Open uniartisan opened 3 months ago

uniartisan commented 3 months ago

🐛 Describe the bug

import torch
import torch.nn.functional as F

def test_log_softmax(device):
    print(f"Testing on {device}")

    input_tensor = torch.randn(3, 4, 5, device=device)
    temperature = 1.0

    try:
        log_probabilities = torch.log_softmax(input_tensor / temperature, dim=-1)
        print("Log softmax operation successful")
        print(f"Output shape: {log_probabilities.shape}")
    except RuntimeError as e:
        print(f"RuntimeError occurred: {str(e)}")

test_log_softmax('cpu')

if torch.xpu.is_available():
    test_log_softmax('xpu')
else:
    print("XPU not available on this system")

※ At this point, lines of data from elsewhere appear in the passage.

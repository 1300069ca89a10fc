//! Query execution tool.
//!
//! This module implements the `query` MCP tool. The SQL is sent to the server
//! exactly as given; statements without a result set render a fixed message.

use crate::db::Datastore;
use crate::error::{DbError, DbResult};
use crate::models::{QUERY_TIMEOUT, QueryRequest};
use crate::tools::format::{self, OutputFormat};
use schemars::JsonSchema;
use serde::Deserialize;
use std::sync::Arc;
use tracing::info;

/// Input for the query tool.
#[derive(Debug, Clone, Deserialize, JsonSchema)]
pub struct QueryInput {
    /// SQL statement to execute
    pub sql: String,
    /// Output format: "markdown" (default) returns a markdown table, "json" returns an array of row objects
    #[serde(default)]
    pub format: OutputFormat,
}

/// Handler for query execution.
pub struct QueryToolHandler<D> {
    session: Arc<D>,
}

impl<D: Datastore> QueryToolHandler<D> {
    /// Create a new query tool handler.
    pub fn new(session: Arc<D>) -> Self {
        Self { session }
    }

    /// Handle the query tool call.
    pub async fn query(&self, input: QueryInput) -> DbResult<String> {
        self.session.check_connection().await?;

        if input.sql.trim().is_empty() {
            return Err(DbError::invalid_input("sql is required"));
        }

        let request = QueryRequest::new(input.sql, QUERY_TIMEOUT);
        let result = self
            .session
            .execute(request)
            .await
            .map_err(|e| e.context("query execution failed"))?;

        info!(
            columns = result.columns.len(),
            row_count = result.row_count(),
            format = ?input.format,
            "Query executed"
        );

        format::render(&result, input.format)
    }
}
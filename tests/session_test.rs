//! Session lifecycle tests that need no MySQL server.

use mcp_mysql_client::db::{Datastore, MySqlSession};
use mcp_mysql_client::error::DbError;
use mcp_mysql_client::models::{ConnectionConfig, QUERY_TIMEOUT, QueryRequest};
use mcp_mysql_client::tools::{ConnectInput, ConnectToolHandler};
use std::sync::Arc;
use std::time::{Duration, Instant};
use tokio_test::assert_err;

/// Test that a fresh session reports not connected for every data path.
#[tokio::test]
async fn test_check_before_connect() {
    let session = MySqlSession::new();

    assert!(!session.is_connected().await);
    let err = assert_err!(session.check_connection().await);
    assert!(matches!(err, DbError::NotConnected));

    let err = assert_err!(
        session
            .execute(QueryRequest::new("SELECT 1", QUERY_TIMEOUT))
            .await
    );
    assert!(matches!(err, DbError::NotConnected));
}

/// Test that invalid connect arguments never reach the network.
#[tokio::test]
async fn test_invalid_config_rejected() {
    let session = Arc::new(MySqlSession::new());
    let handler = ConnectToolHandler::new(session.clone());

    let input: ConnectInput = serde_json::from_str(
        r#"{"host": "localhost", "port": "not-a-port", "username": "root", "password": "pw"}"#,
    )
    .unwrap();
    let err = assert_err!(handler.connect(input).await);

    assert!(matches!(err, DbError::InvalidInput { .. }));
    assert!(!session.is_connected().await);
}

/// Test that an unreachable server leaves the session disconnected.
#[tokio::test]
async fn test_unreachable_host_leaves_disconnected() {
    let session = MySqlSession::new();
    let config = ConnectionConfig::new("127.0.0.1", "1", "root", "password", "").unwrap();

    let start = Instant::now();
    let err = assert_err!(session.connect(config).await);

    assert!(matches!(err, DbError::Connection { .. }), "got {:?}", err);
    assert!(err.to_string().starts_with("failed to ping database: "));
    assert!(err.suggestion().is_some());
    assert!(!session.is_connected().await);
    // Ping deadline plus pool close grace.
    assert!(start.elapsed() < Duration::from_secs(15));
}

#[tokio::test]
async fn test_close_is_idempotent() {
    let session = MySqlSession::new();

    assert!(!session.close().await);
    assert!(!session.close().await);
    assert!(!session.is_connected().await);
}
//! Database session management.
//!
//! The server holds exactly one [`MySqlSession`], shared by `Arc`. It owns at
//! most one live pool. Connecting replaces that pool and closing discards it.
//! Handlers reach the session through the [`Datastore`] capability trait so
//! they can be driven without a server.

use crate::db::executor::QueryExecutor;
use crate::error::{DbError, DbResult};
use crate::models::{
    ACQUIRE_TIMEOUT, ConnectionConfig, MAX_CONNECTION_LIFETIME, MAX_OPEN_CONNECTIONS,
    PING_TIMEOUT, QueryRequest, QueryResult,
};
use sqlx::MySqlPool;
use sqlx::mysql::{MySqlConnectOptions, MySqlPoolOptions};
use std::future::Future;
use std::time::Duration;
use tokio::sync::RwLock;
use tokio::time::timeout;
use tracing::{debug, info, warn};

/// How long an idle pooled connection is kept before being closed.
///
/// sqlx bounds idle connections by age rather than by count.
const IDLE_TIMEOUT: Duration = Duration::from_secs(60);

/// Upper bound on waiting for a pool to close.
const CLOSE_TIMEOUT: Duration = Duration::from_secs(5);

/// Operations the tool handlers need from a database session.
pub trait Datastore: Send + Sync {
    /// Open a new connection, replacing any existing one.
    fn connect(&self, config: ConnectionConfig) -> impl Future<Output = DbResult<()>> + Send;

    /// Fail with [`DbError::NotConnected`] unless a verified connection is held.
    fn check_connection(&self) -> impl Future<Output = DbResult<()>> + Send;

    fn is_connected(&self) -> impl Future<Output = bool> + Send;

    /// Run one statement against the current connection.
    fn execute(
        &self,
        request: QueryRequest,
    ) -> impl Future<Output = DbResult<QueryResult>> + Send;

    /// Close the current connection. Returns `false` if there was none.
    fn close(&self) -> impl Future<Output = bool> + Send;
}

/// Single-connection MySQL session.
#[derive(Debug, Default)]
pub struct MySqlSession {
    pool: RwLock<Option<MySqlPool>>,
}

impl MySqlSession {
    /// Create a disconnected session.
    pub fn new() -> Self {
        Self::default()
    }

    fn connect_options(config: &ConnectionConfig) -> MySqlConnectOptions {
        let options = MySqlConnectOptions::new()
            .host(&config.host)
            .port(config.port_number())
            .username(&config.username)
            .password(&config.password)
            .charset("utf8mb4");

        match config.database() {
            Some(database) => options.database(database),
            None => options,
        }
    }

    fn pool_options() -> MySqlPoolOptions {
        MySqlPoolOptions::new()
            .min_connections(0)
            .max_connections(MAX_OPEN_CONNECTIONS)
            .max_lifetime(MAX_CONNECTION_LIFETIME)
            .idle_timeout(IDLE_TIMEOUT)
            .acquire_timeout(ACQUIRE_TIMEOUT)
    }

    /// Generate a helpful suggestion for connection errors.
    fn connection_suggestion(error: &DbError) -> String {
        let error_str = error.to_string().to_lowercase();

        if error_str.contains("connection refused") {
            return "Check that the MySQL server is running and accessible".to_string();
        }

        if error_str.contains("access denied") || error_str.contains("password") {
            return "Verify the username and password".to_string();
        }

        if error_str.contains("unknown database") {
            return "Check that the database name exists".to_string();
        }

        if error_str.contains("tls") || error_str.contains("ssl") {
            return "Check TLS/SSL configuration on the server".to_string();
        }

        if matches!(error, DbError::Timeout { .. }) {
            return "Check the host and port, the server did not answer in time".to_string();
        }

        "Verify the host, port and credentials passed to connect".to_string()
    }
}

/// Close a pool, waiting at most [`CLOSE_TIMEOUT`].
async fn close_pool(pool: MySqlPool) {
    if timeout(CLOSE_TIMEOUT, pool.close()).await.is_err() {
        warn!(
            timeout_secs = CLOSE_TIMEOUT.as_secs(),
            "Timed out closing connection pool"
        );
    }
}

impl Datastore for MySqlSession {
    async fn connect(&self, config: ConnectionConfig) -> DbResult<()> {
        // Held for the whole swap so no caller observes a half-open session.
        let mut slot = self.pool.write().await;

        if let Some(previous) = slot.take() {
            info!("Closing existing connection before reconnecting");
            close_pool(previous).await;
        }

        info!(
            host = %config.host,
            port = %config.port,
            username = %config.username,
            database = ?config.database(),
            "Connecting to MySQL"
        );

        let pool = Self::pool_options().connect_lazy_with(Self::connect_options(&config));

        if let Err(e) = QueryExecutor::ping(&pool, PING_TIMEOUT).await {
            close_pool(pool).await;
            warn!(address = %config.address(), error = %e, "Connection verification failed");
            return Err(DbError::connection(
                format!("failed to ping database: {}", e),
                Self::connection_suggestion(&e),
            ));
        }

        *slot = Some(pool);
        info!(address = %config.address(), "Connected to MySQL");
        Ok(())
    }

    async fn check_connection(&self) -> DbResult<()> {
        if self.pool.read().await.is_some() {
            Ok(())
        } else {
            Err(DbError::NotConnected)
        }
    }

    async fn is_connected(&self) -> bool {
        self.pool.read().await.is_some()
    }

    async fn execute(&self, request: QueryRequest) -> DbResult<QueryResult> {
        // Clone the handle so the statement runs without holding the lock.
        let pool = self
            .pool
            .read()
            .await
            .clone()
            .ok_or(DbError::NotConnected)?;

        QueryExecutor::execute(&pool, &request).await
    }

    async fn close(&self) -> bool {
        let mut slot = self.pool.write().await;
        match slot.take() {
            Some(pool) => {
                close_pool(pool).await;
                info!("Connection closed");
                true
            }
            None => {
                debug!("Close requested with no active connection");
                false
            }
        }
    }
}
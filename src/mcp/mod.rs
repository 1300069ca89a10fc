//! MCP server integration module.
//!
//! This module provides the integration between the MCP protocol and
//! the database tool handlers using the rmcp framework.

pub mod service;

pub use service::MySqlService;
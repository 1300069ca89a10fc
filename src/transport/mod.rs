//! Transport layer for the MCP server.
//!
//! This module provides different transport implementations for the MCP protocol:
//! - Stdio: Standard input/output for CLI integration
//! - HTTP: Streamable HTTP for web clients
//!
//! Both close the database session before returning.

pub mod http;
pub mod stdio;

pub use http::HttpTransport;
pub use stdio::StdioTransport;

use crate::error::DbResult;
use std::future::Future;
use tokio::signal;
use tracing::{info, warn};

/// Trait for MCP transport implementations.
///
/// Transports handle the low-level communication between the MCP server
/// and clients, abstracting away the protocol details.
pub trait Transport: Send + Sync {
    /// Start the transport and begin handling requests.
    ///
    /// This method should block until the transport is shut down.
    fn run(&self) -> impl Future<Output = DbResult<()>> + Send;

    /// Get the name of this transport for logging.
    fn name(&self) -> &'static str;
}

/// Wait for a shutdown signal (SIGINT or SIGTERM).
///
/// A handler that cannot be installed is logged and never fires.
pub(crate) async fn wait_for_signal() {
    let ctrl_c = async {
        if let Err(e) = signal::ctrl_c().await {
            warn!(error = %e, "Failed to listen for SIGINT");
            std::future::pending::<()>().await;
        }
    };

    #[cfg(unix)]
    let terminate = async {
        match signal::unix::signal(signal::unix::SignalKind::terminate()) {
            Ok(mut sigterm) => {
                sigterm.recv().await;
            }
            Err(e) => {
                warn!(error = %e, "Failed to install SIGTERM handler");
                std::future::pending::<()>().await;
            }
        }
    };

    #[cfg(not(unix))]
    let terminate = std::future::pending::<()>();

    tokio::select! {
        _ = ctrl_c => info!("Received SIGINT"),
        _ = terminate => info!("Received SIGTERM"),
    }
}
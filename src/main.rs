//! MySQL MCP Client - Main entry point.
//!
//! This server provides MCP (Model Context Protocol) tools for AI assistants
//! to connect to a MySQL database and query it.

use clap::Parser;
use mcp_mysql_client::config::{Config, TransportMode};
use mcp_mysql_client::db::MySqlSession;
use mcp_mysql_client::transport::{HttpTransport, StdioTransport, Transport};
use std::sync::Arc;
use tracing::{error, info};
use tracing_subscriber::{EnvFilter, fmt, prelude::*};

/// Initialize the tracing subscriber for logging.
///
/// Logs go to stderr; stdout carries the stdio transport's JSON-RPC stream.
fn init_tracing(config: &Config) {
    let filter =
        EnvFilter::try_from_default_env().unwrap_or_else(|_| EnvFilter::new(&config.log_level));

    let subscriber = tracing_subscriber::registry().with(filter);

    if config.json_logs {
        subscriber
            .with(fmt::layer().json().with_writer(std::io::stderr))
            .init();
    } else {
        subscriber
            .with(
                fmt::layer()
                    .with_writer(std::io::stderr)
                    .with_ansi(false)
                    .with_target(true)
                    .with_thread_ids(false),
            )
            .init();
    }
}

#[tokio::main]
async fn main() -> Result<(), Box<dyn std::error::Error>> {
    let config = Config::parse();

    init_tracing(&config);

    info!(
        transport = %config.transport,
        "Starting MySQL MCP Client v{}",
        env!("CARGO_PKG_VERSION")
    );

    // One session for the whole server; `connect` fills it.
    let session = Arc::new(MySqlSession::new());

    let result = match config.transport {
        TransportMode::Stdio => {
            info!("Using stdio transport");
            let transport = StdioTransport::new(session);
            transport.run().await
        }
        TransportMode::Http => {
            info!(
                host = %config.http_host,
                port = config.http_port,
                endpoint = %config.mcp_endpoint,
                "Using HTTP transport"
            );
            let transport = HttpTransport::new(
                session,
                &config.http_host,
                config.http_port,
                &config.mcp_endpoint,
            );
            transport.run().await
        }
    };

    if let Err(e) = result {
        error!(error = %e, "Server error");
        return Err(e.into());
    }

    info!("Server shutdown complete");
    Ok(())
}
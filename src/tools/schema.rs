//! Schema introspection tools.
//!
//! This module implements the `list_databases`, `list_tables` and
//! `describe_table` MCP tools.

use crate::db::Datastore;
use crate::error::{DbError, DbResult};
use crate::models::{METADATA_TIMEOUT, QueryRequest};
use crate::tools::format::{self, OutputFormat};
use schemars::JsonSchema;
use serde::Deserialize;
use std::sync::Arc;
use tracing::info;

const LIST_DATABASES_SQL: &str = "SHOW DATABASES";

const LIST_TABLES_SQL: &str = "SHOW TABLES";

const SCHEMA_EXISTS_SQL: &str =
    "SELECT SCHEMA_NAME FROM information_schema.SCHEMATA WHERE SCHEMA_NAME = ?";

/// Scoped to one schema without `USE`, which would only switch a single
/// pooled connection.
const LIST_TABLES_IN_SCHEMA_SQL: &str = "SELECT TABLE_NAME FROM information_schema.TABLES \
     WHERE TABLE_SCHEMA = ? ORDER BY TABLE_NAME";

/// Input for the list_databases tool.
#[derive(Debug, Clone, Default, Deserialize, JsonSchema)]
pub struct ListDatabasesInput {}

/// Input for the list_tables tool.
#[derive(Debug, Clone, Default, Deserialize, JsonSchema)]
pub struct ListTablesInput {
    /// Database to list tables from. Omit to use the connection's default database.
    #[serde(default)]
    pub database: String,
    /// Output format: "markdown" (default) or "json"
    #[serde(default)]
    pub format: OutputFormat,
}

/// Input for the describe_table tool.
#[derive(Debug, Clone, Deserialize, JsonSchema)]
pub struct DescribeTableInput {
    /// Name of the table to describe. Use `db.table` for a table outside the
    /// default database. Wrap a name containing dots in backticks, e.g. `` `a.b` ``.
    pub table: String,
    /// Output format: "markdown" (default) or "json"
    #[serde(default)]
    pub format: OutputFormat,
}

/// Backtick-quote a possibly schema-qualified identifier.
///
/// Each dot-separated part is quoted on its own and embedded backticks are
/// doubled, so `testdb.users` becomes `` `testdb`.`users` ``. A part already
/// wrapped in backticks is taken as written and may contain dots.
pub fn quote_identifier(name: &str) -> DbResult<String> {
    let name = name.trim();
    if name.is_empty() {
        return Err(DbError::invalid_input("table is required"));
    }

    let parts = split_identifier(name)
        .filter(|parts| parts.len() <= 2 && parts.iter().all(|part| !part.is_empty()))
        .ok_or_else(|| {
            DbError::invalid_input(format!(
                "invalid table name '{}', expected 'table' or 'database.table'",
                name
            ))
        })?;

    Ok(parts
        .iter()
        .map(|part| format!("`{}`", part.replace('`', "``")))
        .collect::<Vec<_>>()
        .join("."))
}

/// Split a name on dots outside backtick-quoted parts, unescaping doubled
/// backticks inside them. Returns `None` for an unterminated quote or text
/// after a closing quote.
fn split_identifier(name: &str) -> Option<Vec<String>> {
    let mut parts = Vec::new();
    let mut chars = name.chars().peekable();

    loop {
        let mut part = String::new();
        if chars.next_if_eq(&'`').is_some() {
            loop {
                match chars.next()? {
                    '`' if chars.next_if_eq(&'`').is_some() => part.push('`'),
                    '`' => break,
                    c => part.push(c),
                }
            }
            if !matches!(chars.peek(), None | Some(&'.')) {
                return None;
            }
        } else {
            while let Some(c) = chars.next_if(|&c| c != '.') {
                part.push(c);
            }
        }
        parts.push(part);

        // Either a dot or the end of the name.
        if chars.next().is_none() {
            return Some(parts);
        }
    }
}

/// Handler for schema introspection.
pub struct SchemaToolHandler<D> {
    session: Arc<D>,
}

impl<D: Datastore> SchemaToolHandler<D> {
    /// Create a new schema tool handler.
    pub fn new(session: Arc<D>) -> Self {
        Self { session }
    }

    pub async fn list_databases(&self, _input: ListDatabasesInput) -> DbResult<String> {
        self.session.check_connection().await?;

        let result = self
            .session
            .execute(QueryRequest::new(LIST_DATABASES_SQL, METADATA_TIMEOUT))
            .await
            .map_err(|e| e.context("failed to list databases"))?;

        info!(count = result.row_count(), "Listed databases");
        Ok(format::format_as_list(&result, "Database"))
    }

    pub async fn list_tables(&self, input: ListTablesInput) -> DbResult<String> {
        self.session.check_connection().await?;

        let database = input.database.trim();
        if !database.is_empty() {
            self.ensure_database_exists(database)
                .await
                .map_err(|e| e.context(format!("failed to switch to database {}", database)))?;
        }

        let request = if database.is_empty() {
            QueryRequest::new(LIST_TABLES_SQL, METADATA_TIMEOUT)
        } else {
            QueryRequest::new(LIST_TABLES_IN_SCHEMA_SQL, METADATA_TIMEOUT).with_param(database)
        };

        let result = self
            .session
            .execute(request)
            .await
            .map_err(|e| e.context("failed to list tables"))?;

        info!(
            database = %database,
            count = result.row_count(),
            "Listed tables"
        );

        match input.format {
            OutputFormat::Markdown => Ok(format::format_as_list(&result, "Table")),
            OutputFormat::Json => format::format_as_json(&result),
        }
    }

    /// An unknown schema matches no rows in `information_schema.TABLES`, so
    /// check it first.
    async fn ensure_database_exists(&self, database: &str) -> DbResult<()> {
        let result = self
            .session
            .execute(QueryRequest::new(SCHEMA_EXISTS_SQL, METADATA_TIMEOUT).with_param(database))
            .await?;

        if result.row_count() == 0 {
            return Err(DbError::execution(
                format!("Unknown database '{}'", database),
                Some("42000".to_string()),
            ));
        }
        Ok(())
    }

    pub async fn describe_table(&self, input: DescribeTableInput) -> DbResult<String> {
        self.session.check_connection().await?;

        let table = input.table.trim();
        let sql = format!("DESCRIBE {}", quote_identifier(table)?);

        let result = self
            .session
            .execute(QueryRequest::new(sql, METADATA_TIMEOUT))
            .await
            .map_err(|e| e.context(format!("failed to describe table {}", table)))?;

        info!(table = %table, columns = result.row_count(), "Described table");

        match input.format {
            OutputFormat::Markdown => {
                let rendered = format::format_as_markdown(&result);
                // Replace the generic row count with a table-specific summary.
                let body = match rendered.rsplit_once("\n\n") {
                    Some((body, _)) => body,
                    None => rendered.as_str(),
                };
                Ok(format!(
                    "{}\n{} table structure described successfully",
                    body, table
                ))
            }
            OutputFormat::Json => format::format_as_json(&result),
        }
    }
}
//! Connection management tools.
//!
//! This module implements the `connect` and `disconnect` MCP tools.

use crate::db::Datastore;
use crate::error::DbResult;
use crate::models::{ConnectionConfig, DEFAULT_PORT};
use schemars::JsonSchema;
use serde::{Deserialize, Deserializer};
use std::sync::Arc;
use tracing::info;

fn default_port() -> String {
    DEFAULT_PORT.to_string()
}

/// Accept the port as a JSON string or number.
fn port_from_string_or_number<'de, D>(deserializer: D) -> Result<String, D::Error>
where
    D: Deserializer<'de>,
{
    #[derive(Deserialize)]
    #[serde(untagged)]
    enum Port {
        Text(String),
        Number(u64),
    }

    Ok(match Port::deserialize(deserializer)? {
        Port::Text(s) => s,
        Port::Number(n) => n.to_string(),
    })
}

/// Input for the connect tool.
#[derive(Clone, Deserialize, JsonSchema)]
pub struct ConnectInput {
    /// MySQL server hostname or IP address
    pub host: String,
    /// MySQL server port. Default: 3306
    #[serde(
        default = "default_port",
        deserialize_with = "port_from_string_or_number"
    )]
    #[schemars(with = "String")]
    pub port: String,
    /// MySQL username
    pub username: String,
    /// MySQL password
    pub password: String,
    /// Default database to use. Omit to connect without one.
    #[serde(default)]
    pub database: String,
}

impl std::fmt::Debug for ConnectInput {
    fn fmt(&self, f: &mut std::fmt::Formatter<'_>) -> std::fmt::Result {
        f.debug_struct("ConnectInput")
            .field("host", &self.host)
            .field("port", &self.port)
            .field("username", &self.username)
            .field("password", &"****")
            .field("database", &self.database)
            .finish()
    }
}

/// Input for the disconnect tool.
#[derive(Debug, Clone, Default, Deserialize, JsonSchema)]
pub struct DisconnectInput {}

/// Handler for connect and disconnect.
pub struct ConnectToolHandler<D> {
    session: Arc<D>,
}

impl<D: Datastore> ConnectToolHandler<D> {
    /// Create a new connect tool handler.
    pub fn new(session: Arc<D>) -> Self {
        Self { session }
    }

    /// Open a session, replacing any existing one.
    pub async fn connect(&self, input: ConnectInput) -> DbResult<String> {
        let config = ConnectionConfig::new(
            input.host,
            input.port,
            input.username,
            input.password,
            input.database,
        )?;
        let address = config.address();

        self.session.connect(config).await?;

        info!(address = %address, "Connect tool completed");
        Ok(format!("Successfully connected to MySQL at {}", address))
    }

    pub async fn disconnect(&self, _input: DisconnectInput) -> DbResult<String> {
        let message = if self.session.close().await {
            "Disconnected from MySQL"
        } else {
            "No active connection"
        };
        Ok(message.to_string())
    }
}

#[cfg(test)]
mod tests {
    use super::*;

    #[test]
    fn test_connect_input_defaults() {
        let json = r#"{"host": "localhost", "username": "root", "password": "pw"}"#;
        let input: ConnectInput = serde_json::from_str(json).unwrap();

        assert_eq!(input.port, "3306");
        assert_eq!(input.database, "");
    }

    #[test]
    fn test_connect_input_numeric_port() {
        let json = r#"{"host": "localhost", "port": 3307, "username": "root", "password": "pw"}"#;
        let input: ConnectInput = serde_json::from_str(json).unwrap();
        assert_eq!(input.port, "3307");
    }

    #[test]
    fn test_connect_input_requires_password() {
        let json = r#"{"host": "localhost", "username": "root"}"#;
        assert!(serde_json::from_str::<ConnectInput>(json).is_err());
    }

    #[test]
    fn test_connect_input_debug_masks_password() {
        let json = r#"{"host": "h", "username": "u", "password": "hunter2"}"#;
        let input: ConnectInput = serde_json::from_str(json).unwrap();
        assert!(!format!("{:?}", input).contains("hunter2"));
    }
}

My environment is WSL, and pytorch 2.5 from source. and my card is ARC A770 log_softmax operation fails on XPU with "Kernel is incompatible with all devices" error

Description: While attempting to use the log_softmax operation on an XPU device, an error occurs indicating that the kernel is incompatible with all devices, despite recent commits purportedly adding support for this operation on XPU.

Error message: RuntimeError: Kernel is incompatible with all devices in devs

Steps to reproduce:

  1. Set up a PyTorch environment with XPU support
  2. Create a random tensor on the XPU device
  3. Attempt to apply torch.nn.functional.log_softmax to the tensor

Expected behavior: The log_softmax operation should execute successfully on the XPU device.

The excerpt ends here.